Les réponses du gouvernement, notamment celle sur la fiscalité carbone, vous paraissent-elles suffisantes pour apaiser la colère des "Gilets jaunes" ?

Le recul du gouvernement est relativement fort avec un manque à gagner de plusieurs milliards pour les finances publiques. Cette décision de l'exécutif peut entraîner deux réactions. D'un côté, il peut y avoir un apaisement, voire un arrêt des mobilisations. D'un autre côté, ce premier pas peut inciter les manifestants à vouloir poursuivre pour en obtenir plus.

La revalorisation du Smic et le rétablissement de l'impôt sur la fortune (ISF) pourraient-ils contribuer à apaiser les tensions ?

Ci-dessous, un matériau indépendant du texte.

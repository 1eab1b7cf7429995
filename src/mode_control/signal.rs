use super::stage::Stage;
use std::fmt::{Display, Formatter};
use strum_macros::Display;

/// Result of running one stage invocation, applied by the mission controller.
#[derive(Debug, Clone, Copy, PartialEq, Eq)]
pub enum ExitSignal {
    Continue,
    ChecksPassed,
    Transition(Stage),
    Success,
    Failure(FailureReason),
}

/// Why a mission ended unsuccessfully.
#[derive(Debug, Display, Clone, Copy, PartialEq, Eq, Hash)]
pub enum FailureReason {
    #[strum(serialize = "system malfunction")]
    SystemMalfunction,
    #[strum(serialize = "catastrophic engine flameout")]
    EngineFlameout,
    #[strum(serialize = "stage 1 non-operational")]
    Stage1NonOperational,
    #[strum(serialize = "stage 2 non-operational")]
    Stage2NonOperational,
}

/// One-off notifications that bypass status de-duplication.
#[derive(Debug, Clone, Copy, PartialEq, Eq)]
pub enum MissionEvent {
    SystemsGo,
    Liftoff,
    StageSeparation,
    FuelLeak,
    OrbitAchieved,
    FailureDetected(FailureReason),
}

impl Display for MissionEvent {
    fn fmt(&self, f: &mut Formatter<'_>) -> std::fmt::Result {
        match self {
            MissionEvent::SystemsGo => write!(f, "All systems are 'Go' for launch."),
            MissionEvent::Liftoff => write!(f, "Launch initiated. T-minus zero!"),
            MissionEvent::StageSeparation => {
                write!(f, "Stage 1 complete. Separating stage. Entering Stage 2.")
            }
            MissionEvent::FuelLeak => write!(
                f,
                "WARNING: Fuel Leak Detected! Fuel consumption rate has increased."
            ),
            MissionEvent::OrbitAchieved => write!(f, "Orbit achieved! Mission Successful."),
            MissionEvent::FailureDetected(reason) => write!(f, "Failure detected: {reason}"),
        }
    }
}
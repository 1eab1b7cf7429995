//! The mission phase state machine.
//!
//! A mission moves strictly forward through [`Stage::PreLaunch`],
//! [`Stage::AscentStage1`] and [`Stage::AscentStage2`] before it ends in success or
//! failure. Each stage owns its failure injection and reports back to the
//! controller through an [`ExitSignal`] instead of mutating the controller.

mod failure_odds;
mod signal;
mod stage;

pub use failure_odds::FailureOdds;
pub use signal::{ExitSignal, FailureReason, MissionEvent};
pub use stage::{Stage, StageContext};
//! Mission orchestration: the controller owning flight state and stage, status
//! fan-out to observers and the background runner pacing the simulation.

mod mission_controller;
mod mission_error;
mod mission_outcome;
mod sim_runner;
mod status_hub;

pub use mission_controller::MissionController;
pub use mission_error::MissionControlError;
pub use mission_outcome::MissionOutcome;
pub use sim_runner::SimRunner;
pub use status_hub::ObserverId;
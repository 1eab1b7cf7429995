#![allow(dead_code, clippy::similar_names)]
#![warn(clippy::shadow_reuse, clippy::shadow_same, clippy::builtin_type_shadow)]
mod console_communication;
mod flight_control;
mod logger;
mod mission;
mod mode_control;
mod profile;

use crate::console_communication::{ConsoleSettings, LogKind, MissionConsole, MissionLog};
use crate::mission::MissionController;
use crate::profile::TomlProfileLoader;
use rand::{SeedableRng, rngs::StdRng};
use std::sync::Arc;
use tokio::io::BufReader;

#[tokio::main(flavor = "multi_thread", worker_threads = 2)]
async fn main() {
    let settings = ConsoleSettings::from_env();
    let mut mission_log = MissionLog::create(settings.log_file()).await;

    let loader = TomlProfileLoader::new(settings.profile_dir());
    match loader.available() {
        Ok(names) => info!("Profiles in {}: {}", loader.dir().display(), names.join(", ")),
        Err(e) => warn!("Cannot list profiles in {}: {e}", loader.dir().display()),
    }

    let rng = Box::new(StdRng::from_os_rng());
    let controller = match MissionController::new(Arc::new(loader), settings.profile(), rng) {
        Ok(controller) => Arc::new(controller),
        Err(e) => {
            let message = format!("Could not load profile '{}': {e}", settings.profile());
            mission_log.record(LogKind::Error, &message).await;
            fatal!("{message}");
        }
    };

    let console = MissionConsole::new(controller, mission_log, settings.tick_interval()).await;
    console.run(BufReader::new(tokio::io::stdin())).await;
}
//! Loading of named vehicle profiles.
//!
//! A profile is a TOML document describing one vehicle and its mission
//! targets. The simulation core only ever sees the validated
//! [`VehicleConfig`](crate::flight_control::VehicleConfig) built from it.

mod profile_error;
mod profile_loader;
mod vehicle_profile;

pub use profile_error::ProfileError;
pub use profile_loader::{ProfileSource, TomlProfileLoader};
pub use vehicle_profile::VehicleProfile;
use crate::{
    flight_control::{FlightState, VehicleConfig},
    mode_control::FailureReason,
};
use std::fmt::{Display, Formatter};

/// Outcome of a mission, derived from the flight state on demand.
#[derive(Debug, Clone, Copy, PartialEq, Eq)]
pub enum MissionOutcome {
    InProgress,
    Success,
    Failure(Option<FailureReason>),
}

impl MissionOutcome {
    const SUCCESS_STATUS: &'static str = "MISSION SUCCESSFUL";
    const FAILURE_STATUS: &'static str = "MISSION FAILED";

    /// A captured failure reason always wins. Without one an ended mission only
    /// counts as successful if both targets are met.
    pub fn derive(
        flight: &FlightState,
        config: &VehicleConfig,
        failure: Option<FailureReason>,
    ) -> Self {
        if flight.is_mission_active() {
            MissionOutcome::InProgress
        } else if failure.is_some() {
            MissionOutcome::Failure(failure)
        } else if flight.targets_met(config) {
            MissionOutcome::Success
        } else {
            MissionOutcome::Failure(None)
        }
    }

    pub fn is_terminal(&self) -> bool { !matches!(self, MissionOutcome::InProgress) }

    /// Status line as fanned out to observers.
    pub fn status_line(&self, flight: &FlightState) -> String {
        match self {
            MissionOutcome::InProgress => format!(
                "Stage: {}, Fuel: {:.1}%, Altitude: {:.1} km, Speed: {:.0} km/h",
                flight.stage(),
                flight.fuel_percent(),
                flight.altitude_km(),
                flight.speed_kmh()
            ),
            terminal => terminal.to_string(),
        }
    }

    /// Whether an observed status line is one of the terminal ones.
    pub fn is_terminal_status(status: &str) -> bool {
        status.starts_with(Self::SUCCESS_STATUS) || status.starts_with(Self::FAILURE_STATUS)
    }
}

impl Display for MissionOutcome {
    fn fmt(&self, f: &mut Formatter<'_>) -> std::fmt::Result {
        match self {
            MissionOutcome::InProgress => write!(f, "MISSION IN PROGRESS"),
            MissionOutcome::Success => write!(f, "{}", Self::SUCCESS_STATUS),
            MissionOutcome::Failure(Some(reason)) => write!(f, "{}: {reason}", Self::FAILURE_STATUS),
            MissionOutcome::Failure(None) => write!(f, "{}", Self::FAILURE_STATUS),
        }
    }
}
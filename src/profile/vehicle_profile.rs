use super::ProfileError;
use crate::{flight_control::VehicleConfig, mode_control::FailureOdds};
use serde::Deserialize;

/// Raw profile document as stored on disk.
#[derive(Debug, Clone, PartialEq, Deserialize)]
#[serde(deny_unknown_fields)]
pub struct VehicleProfile {
    pub initial_mass_kg: f64,
    pub fuel_mass_kg: f64,
    pub stage1_dry_mass_kg: f64,
    pub stage1_thrust_n: f64,
    pub stage2_thrust_n: f64,
    pub stage1_burn_rate_kg_s: f64,
    pub stage2_burn_rate_kg_s: f64,
    pub stage_separation_altitude_m: f64,
    pub target_altitude_km: f64,
    pub target_speed_kmh: f64,
    #[serde(default)]
    pub failure_odds: FailureOdds,
}

impl VehicleProfile {
    /// Validates the profile and splits it into the vehicle description and the
    /// failure odds of the mission.
    pub fn into_parts(self) -> Result<(VehicleConfig, FailureOdds), ProfileError> {
        let config = VehicleConfig::try_from(&self)?;
        self.failure_odds.validate()?;
        Ok((config, self.failure_odds))
    }
}

#[cfg(test)]
impl VehicleProfile {
    /// Two stage orbital vehicle that reaches its targets after 386 ticks when
    /// nothing fails.
    pub(crate) fn leo_fixture() -> Self {
        Self {
            initial_mass_kg: 550_000.0,
            fuel_mass_kg: 480_000.0,
            stage1_dry_mass_kg: 25_000.0,
            stage1_thrust_n: 9.0e6,
            stage2_thrust_n: 1.8e6,
            stage1_burn_rate_kg_s: 2_800.0,
            stage2_burn_rate_kg_s: 450.0,
            stage_separation_altitude_m: 70_000.0,
            target_altitude_km: 400.0,
            target_speed_kmh: 8_500.0,
            failure_odds: FailureOdds::NONE,
        }
    }

    /// Vehicle whose engines can never lift it off the pad. Burns
    /// `fuel_mass_kg` at one kilogram per second.
    pub(crate) fn grounded_fixture(fuel_mass_kg: f64) -> Self {
        Self {
            initial_mass_kg: 500_000.0,
            fuel_mass_kg,
            stage1_dry_mass_kg: 25_000.0,
            stage1_thrust_n: 1_000.0,
            stage2_thrust_n: 1_000.0,
            stage1_burn_rate_kg_s: 1.0,
            stage2_burn_rate_kg_s: 1.0,
            stage_separation_altitude_m: 70_000.0,
            target_altitude_km: 400.0,
            target_speed_kmh: 8_500.0,
            failure_odds: FailureOdds::NONE,
        }
    }
}
use thiserror::Error;
use url::Url;

/// Errors that can occur while interpreting a URL taken from a feed or page.
#[derive(Error, Debug)]
pub enum UrlError {
    /// The URL string could not be parsed, even relative to its base.
    #[error("Invalid URL: {0}")]
    InvalidUrl(#[from] url::ParseError),
    /// The URL uses a scheme other than http or https.
    #[error("Unsupported scheme: {0} (only http/https allowed)")]
    UnsupportedScheme(String),
    /// The URL has no host component.
    #[error("URL has no host: {0}")]
    MissingHost(String),
}

/// Resolves an article link into an absolute, fetchable URL.
///
/// Hrefs scraped from a page may be relative, so they are joined onto the
/// permalink they were found on. Anything that does not end up as an
/// `http`/`https` URL with a host (`javascript:`, `mailto:`, ...) is rejected.
///
/// An href that is already absolute is returned as written (trimmed), not in
/// its normalized form: the feed must point at exactly the link the post
/// carries.
///
/// # Examples
///
/// ```
/// use flairfeed::util::article_url;
///
/// let base = "https://www.reddit.com/r/formula1/comments/abc/title/";
/// let url = article_url("https://example.com", base).unwrap();
/// assert_eq!(url, "https://example.com");
///
/// let url = article_url("/r/formula1/wiki", base).unwrap();
/// assert_eq!(url, "https://www.reddit.com/r/formula1/wiki");
///
/// assert!(article_url("javascript:alert(1)", base).is_err());
/// ```
pub fn article_url(href: &str, base: &str) -> Result<String, UrlError> {
    let href = href.trim();
    let (url, absolute) = match Url::parse(href) {
        Ok(url) => (url, true),
        Err(url::ParseError::RelativeUrlWithoutBase) => (Url::parse(base)?.join(href)?, false),
        Err(e) => return Err(e.into()),
    };

    match url.scheme() {
        "http" | "https" => {}
        scheme => return Err(UrlError::UnsupportedScheme(scheme.to_owned())),
    }

    if !matches!(url.host_str(), Some(host) if !host.is_empty()) {
        return Err(UrlError::MissingHost(url.to_string()));
    }

    Ok(if absolute { href.to_owned() } else { url.into() })
}

/// Canonical form of an entry link, used to match feed entries by permalink.
///
/// Absolute URLs are normalized (`HTTPS://WWW.Reddit.com/x` and
/// `https://www.reddit.com/x` share a key); anything else is only trimmed.
/// Applying it to its own output is a no-op.
///
/// ```
/// use flairfeed::util::permalink_key;
///
/// assert_eq!(
///     permalink_key(" HTTPS://WWW.Reddit.com/r/formula1/comments/abc/t/ "),
///     "https://www.reddit.com/r/formula1/comments/abc/t/"
/// );
/// assert_eq!(permalink_key("/relative/path"), "/relative/path");
/// ```
pub fn permalink_key(href: &str) -> String {
    let href = href.trim();
    match Url::parse(href) {
        Ok(url) => url.into(),
        Err(_) => href.to_owned(),
    }
}

/// Extracts the base-36 submission id from a Reddit permalink.
///
/// Permalinks look like `/r/<sub>/comments/<id>/<slug>/`; the id is the path
/// segment that follows `comments`. Returns `None` for anything else.
pub fn submission_id(permalink: &str) -> Option<String> {
    let url = Url::parse(permalink.trim()).ok()?;
    let mut segments = url.path_segments()?;
    segments.find(|s| *s == "comments")?;
    segments
        .next()
        .filter(|id| !id.is_empty() && id.chars().all(|c| c.is_ascii_alphanumeric()))
        .map(|id| id.to_ascii_lowercase())
}
//! Feed handling: download, entry extraction and rewriting.
//!
//! - [`fetcher`] - single-shot HTTP retrieval of the raw feed bytes
//! - [`parser`] - entry extraction with `feed-rs` (Atom and RSS)
//! - [`rewriter`] - event-level rewrite of the raw document with `quick-xml`
//!
//! The parser and the rewriter read the same bytes independently and meet
//! only at the permalink string, which is why the raw document is carried
//! through the pipeline untouched.
//!
//! # Example
//!
//! ```ignore
//! use flairfeed::feed::{fetch_feed, parse_entries, rewrite};
//!
//! let raw = fetch_feed(&client, feed_url, timeout).await?;
//! let parsed = parse_entries(&raw)?;
//! // ... resolve parsed.entries into a mapping ...
//! let outcome = rewrite(&raw, &mapping)?;
//! ```

mod fetcher;
mod parser;
mod rewriter;

pub use fetcher::{fetch_feed, FetchError};
pub use parser::{parse_entries, FeedEntry, FeedParseError, ParseResult};
pub use rewriter::{rewrite, RewriteError, RewriteOutcome};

Si le gouvernement revalorise le salaire minimum et rétablit l'ISF, il renonce à sa politique. La hausse du Smic peut représenter un risque sur le plan économique. Le comité d'experts sur le Smic répète que cette augmentation pourra créer du chômage supplémentaire pour les jeunes peu qualifiés, par exemple. Je ne vois pas le gouvernement s'engager dans cette voie.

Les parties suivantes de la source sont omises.